# Action item:
Each line in the data holding "Deserialize" should be listed.

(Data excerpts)
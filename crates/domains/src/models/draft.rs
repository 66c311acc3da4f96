use serde::{Deserialize, Serialize};

use crate::errors::DomainError;
use crate::models::Section;

/// Form buffer behind the "create post" dialog.
#[derive(Debug, Clone, PartialEq, Eq, Default, Serialize, Deserialize)]
pub struct PostDraft {
    pub title: String,
    pub content: String,
    pub section: Section,
}

/// A single field edit coming from the form.
#[derive(Debug, Clone, PartialEq, Eq)]
pub enum DraftField {
    Title(String),
    Content(String),
    Section(Section),
}

impl PostDraft {
    pub fn apply(&mut self, field: DraftField) {
        match field {
            DraftField::Title(title) => self.title = title,
            DraftField::Content(content) => self.content = content,
            DraftField::Section(section) => self.section = section,
        }
    }

    /// Whether the publish button is enabled.
    pub fn is_submittable(&self) -> bool {
        !self.title.trim().is_empty() && !self.content.trim().is_empty()
    }

    /// Checks the draft and hands back the only value post creation accepts.
    pub fn validate(&self) -> Result<ValidDraft, DomainError> {
        let title = self.title.trim();
        if title.is_empty() {
            return Err(DomainError::Validation("title must not be empty".into()));
        }
        let content = self.content.trim();
        if content.is_empty() {
            return Err(DomainError::Validation("content must not be empty".into()));
        }
        Ok(ValidDraft {
            title: title.to_string(),
            content: content.to_string(),
            section: self.section,
        })
    }
}

/// A draft whose title and content are known to be non-blank (trimmed).
#[derive(Debug, Clone, PartialEq, Eq)]
pub struct ValidDraft {
    title: String,
    content: String,
    section: Section,
}

impl ValidDraft {
    pub fn title(&self) -> &str {
        &self.title
    }

    pub fn content(&self) -> &str {
        &self.content
    }

    pub fn section(&self) -> Section {
        self.section
    }

    pub fn into_parts(self) -> (String, String, Section) {
        (self.title, self.content, self.section)
    }
}

#[cfg(test)]
mod tests {
    use super::*;

    fn draft(title: &str, content: &str) -> PostDraft {
        PostDraft {
            title: title.into(),
            content: content.into(),
            section: Section::Rules,
        }
    }

    #[test]
    fn default_draft_targets_news() {
        let d = PostDraft::default();
        assert_eq!(d.section, Section::News);
        assert!(!d.is_submittable());
    }

    #[test]
    fn whitespace_only_fields_are_rejected() {
        assert!(matches!(
            draft("   ", "body").validate(),
            Err(DomainError::Validation(_))
        ));
        assert!(matches!(
            draft("title", "\n\t ").validate(),
            Err(DomainError::Validation(_))
        ));
        assert!(!draft(" ", " ").is_submittable());
    }

    #[test]
    fn valid_draft_is_trimmed() {
        let valid = draft("  Patch notes ", " Fixed bugs\n").validate().unwrap();
        assert_eq!(valid.title(), "Patch notes");
        assert_eq!(valid.content(), "Fixed bugs");
        assert_eq!(valid.section(), Section::Rules);
    }

    #[test]
    fn apply_merges_one_field() {
        let mut d = draft("a", "b");
        d.apply(DraftField::Section(Section::Support));
        d.apply(DraftField::Title("new".into()));
        assert_eq!(d.title, "new");
        assert_eq!(d.content, "b");
        assert_eq!(d.section, Section::Support);
    }
}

# Result for this exercise:
use serde::{Deserialize, Serialize};
#[derive(Debug, Clone, PartialEq, Eq, Default, Serialize, Deserialize)]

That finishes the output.